A recursive function is difficult to vectorize because each input at time t depends on the previous input at time t-1.
[Question updated below with slightly more complex example x_t = a x_{t-1} + b.]
Issue with .loc returning different data types
import pandas
df1 = pandas.DataFrame({'year':range(2020,2024),'a':range(3,7)})
# Set the initial value
t0 = min(df1.year)
df1.loc[df1.year==t0, "x"] = 0
This assignment doesn't work when the right side of the equation is a pandas.core.series.Series
for t in range (min(df1.year)+1, max(df1.year)+1):
df1.loc[df1.year==t, "x"] = df1.loc[df1.year==t-1,"x"] + df1.loc[df1.year==t-1,"a"]
print(df1)
# year a x
# 0 2020 3 0.0
# 1 2021 4 NaN
# 2 2022 5 NaN
# 3 2023 6 NaN
print(type(df1.loc[df1.year==t-1,"x"] + df1.loc[df1.year==t-1,"a"]))

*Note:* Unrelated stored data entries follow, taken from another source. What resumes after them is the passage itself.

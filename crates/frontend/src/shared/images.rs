//! Image path normalization.
//!
//! Pages are authored with relative image paths (`img/x.png`, `./img/x.png`,
//! `x.png`) that only resolve in development. In production every image is
//! served from the asset base path, so `src` attributes are rewritten to
//! `{asset_base_path}/{relative}`. Images inserted later are caught by a
//! `MutationObserver` on `<body>`.

use crate::shared::dom;
use crate::shared::environment::EnvironmentConfig;
use js_sys::Array;
use wasm_bindgen::prelude::*;
use wasm_bindgen::JsCast;
use web_sys::{Document, Element, MutationObserver, MutationObserverInit, MutationRecord, Node};

/// Directory name the authored relative paths point into.
const ASSET_DIR_PREFIX: &str = "img/";

/// Canonical `src` for an authored one, or `None` when it must stay as is.
///
/// An empty `asset_base_path` (development hosts) leaves every path
/// untouched: relative paths already resolve against the local server.
/// Absolute URLs, data URIs and paths already under the asset base path are
/// left untouched, which makes the rewrite idempotent.
pub fn normalize_src(src: &str, asset_base_path: &str) -> Option<String> {
    let src = src.trim();
    let base = asset_base_path.trim_end_matches('/');

    if base.is_empty() || src.is_empty() {
        return None;
    }
    if src.starts_with("http") || src.starts_with("data:") || src.starts_with("//") {
        return None;
    }
    if src
        .strip_prefix(base)
        .is_some_and(|rest| rest.starts_with('/'))
    {
        return None;
    }

    let relative = src.strip_prefix("./").unwrap_or(src);
    let relative = relative.trim_start_matches('/');
    let relative = relative.strip_prefix(ASSET_DIR_PREFIX).unwrap_or(relative);
    if relative.is_empty() {
        return None;
    }

    Some(format!("{}/{}", base, relative))
}

/// Rewrite every `<img>` in `document`. Returns how many changed.
pub fn normalize_document_images(document: &Document, asset_base_path: &str) -> Result<usize, JsValue> {
    let mut changed = 0;
    for image in dom::query_all(document, "img")? {
        let Some(src) = image.get_attribute("src") else {
            continue;
        };
        if let Some(normalized) = normalize_src(&src, asset_base_path) {
            image.set_attribute("src", &normalized)?;
            log::debug!("Image path '{}' -> '{}'", src, normalized);
            changed += 1;
        }
    }
    if changed > 0 {
        log::info!("Normalized {} image path(s)", changed);
    }
    Ok(changed)
}

fn is_or_contains_image(node: &Node) -> bool {
    let Some(element) = node.dyn_ref::<Element>() else {
        return false;
    };
    element.tag_name().eq_ignore_ascii_case("img")
        || matches!(element.query_selector("img"), Ok(Some(_)))
}

fn batch_inserted_image(records: &Array) -> bool {
    records.iter().any(|record| {
        let Ok(record) = record.dyn_into::<MutationRecord>() else {
            return false;
        };
        let added = record.added_nodes();
        (0..added.length()).any(|i| added.get(i).is_some_and(|n| is_or_contains_image(&n)))
    })
}

struct ActiveObserver {
    observer: MutationObserver,
    _callback: Closure<dyn FnMut(Array, MutationObserver)>,
}

/// Owns the `<body>` subscription that renormalizes after image insertion.
pub struct ImagePathNormalizer {
    config: EnvironmentConfig,
    active: Option<ActiveObserver>,
}

impl ImagePathNormalizer {
    pub fn new(config: EnvironmentConfig) -> Self {
        Self {
            config,
            active: None,
        }
    }

    pub fn normalize_all(&self) -> Result<usize, JsValue> {
        normalize_document_images(&dom::document()?, self.config.asset_base_path)
    }

    /// Normalize the current document, then watch `<body>` for inserted images.
    ///
    /// One pass runs per observer batch, however many images the batch added.
    pub fn start(&mut self) -> Result<(), JsValue> {
        if self.active.is_some() {
            return Ok(());
        }
        self.normalize_all()?;

        let base = self.config.asset_base_path;
        let callback = Closure::<dyn FnMut(Array, MutationObserver)>::new(
            move |records: Array, _observer: MutationObserver| {
                if !batch_inserted_image(&records) {
                    return;
                }
                let result = dom::document().and_then(|doc| normalize_document_images(&doc, base));
                if let Err(e) = result {
                    log::warn!("Image path renormalization failed: {:?}", e);
                }
            },
        );
        let observer = MutationObserver::new(callback.as_ref().unchecked_ref())?;

        let options = MutationObserverInit::new();
        options.set_child_list(true);
        options.set_subtree(true);
        observer.observe_with_options(&dom::body()?.into(), &options)?;

        log::debug!("Image path observer started");
        self.active = Some(ActiveObserver {
            observer,
            _callback: callback,
        });
        Ok(())
    }

    pub fn stop(&mut self) {
        if let Some(active) = self.active.take() {
            active.observer.disconnect();
            log::debug!("Image path observer stopped");
        }
    }
}

impl Drop for ImagePathNormalizer {
    fn drop(&mut self) {
        self.stop();
    }
}

#[cfg(test)]
mod tests {
    use super::*;

    const BASE: &str = "/img";

    #[test]
    fn rewrites_img_relative_paths() {
        assert_eq!(
            normalize_src("img/fornecedores/infomax.png", BASE).as_deref(),
            Some("/img/fornecedores/infomax.png")
        );
    }

    #[test]
    fn rewrites_dot_relative_paths() {
        assert_eq!(normalize_src("./logo.png", BASE).as_deref(), Some("/img/logo.png"));
        assert_eq!(
            normalize_src("./img/banner.jpg", BASE).as_deref(),
            Some("/img/banner.jpg")
        );
    }

    #[test]
    fn rewrites_bare_and_rooted_paths() {
        assert_eq!(normalize_src("logo.png", BASE).as_deref(), Some("/img/logo.png"));
        assert_eq!(
            normalize_src("/icons/cart.svg", BASE).as_deref(),
            Some("/img/icons/cart.svg")
        );
    }

    #[test]
    fn leaves_absolute_and_data_sources_alone() {
        assert_eq!(normalize_src("https://cdn.example.com/a.png", BASE), None);
        assert_eq!(normalize_src("http://cdn.example.com/a.png", BASE), None);
        assert_eq!(normalize_src("//cdn.example.com/a.png", BASE), None);
        assert_eq!(normalize_src("data:image/png;base64,AAAA", BASE), None);
        assert_eq!(normalize_src("", BASE), None);
    }

    #[test]
    fn skips_already_canonical_paths() {
        assert_eq!(normalize_src("/img/logo.png", BASE), None);
    }

    #[test]
    fn base_prefix_must_end_at_separator() {
        assert_eq!(
            normalize_src("/imgs/logo.png", BASE).as_deref(),
            Some("/img/imgs/logo.png")
        );
    }

    #[test]
    fn development_base_changes_nothing() {
        assert_eq!(normalize_src("img/logo.png", ""), None);
        assert_eq!(normalize_src("./logo.png", ""), None);
    }

    #[test]
    fn development_hosts_keep_every_authored_shape() {
        for host in ["localhost", "127.0.0.1"] {
            let base = EnvironmentConfig::resolve(host).asset_base_path;
            for src in ["img/a.png", "./img/a.png", "./a.png", "a.png", "/img/a.png"] {
                assert_eq!(normalize_src(src, base), None, "{} on {}", src, host);
            }
        }
    }

    #[test]
    fn normalization_is_idempotent() {
        let sources = [
            "img/a.png",
            "./b.png",
            "c.png",
            "/d/e.png",
            "https://x/y.png",
            "data:image/gif;base64,R0lGOD",
            "/img/f.png",
        ];
        let once: Vec<String> = sources
            .iter()
            .map(|s| normalize_src(s, BASE).unwrap_or_else(|| s.to_string()))
            .collect();
        let twice: Vec<String> = once
            .iter()
            .map(|s| normalize_src(s, BASE).unwrap_or_else(|| s.clone()))
            .collect();
        assert_eq!(once, twice);
        assert!(once.iter().all(|s| normalize_src(s, BASE).is_none()));
    }

    #[test]
    fn exactly_one_separator_with_trailing_slash_base() {
        assert_eq!(normalize_src("img/a.png", "/img/").as_deref(), Some("/img/a.png"));
    }
}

# <class 'pandas.core.series.Series'>
The assignment works when the right side of the equation is a numpy array
for t in range (min(df1.year)+1, max(df1.year)+1):
df1.loc[df1.year==t, "x"] = (df1.loc[df1.year==t-1,"x"] + df1.loc[df1.year==t-1,"a"]).unique()
#break
print(df1)
# year a x
# 0 2020 3 0.0
# 1 2021 4 3.0
# 2 2022 5 7.0
# 3 2023 6 12.0
print(type((df1.loc[df1.year==t-1,"x"] + df1.loc[df1.year==t-1,"a"]).unique()))
# <class 'numpy.ndarray'>
The assignment works directly when the .loc() selection is using a year index
df2 = df.set_index("year").copy()
# Set the initial value
df2.loc[df2.index.min(), "x"] = 0
for t in range (df2.index.min()+1, df2.index.max()+1):
df2.loc[t, "x"] = df2.loc[t-1, "x"] + df2.loc[t-1,"a"]
#break
print(df2)
# a x
# year
# 2020 3 0.0
# 2021 4 3.0
# 2022 5 7.0
# 2023 6 12.0
print(type(df2.loc[t-1, "x"] + df2.loc[t-1,"a"]))
# <class 'numpy.float64'>
type(df1.loc[df1.year==t-1,"x"] + df1.loc[df1.year==t-1,"a"])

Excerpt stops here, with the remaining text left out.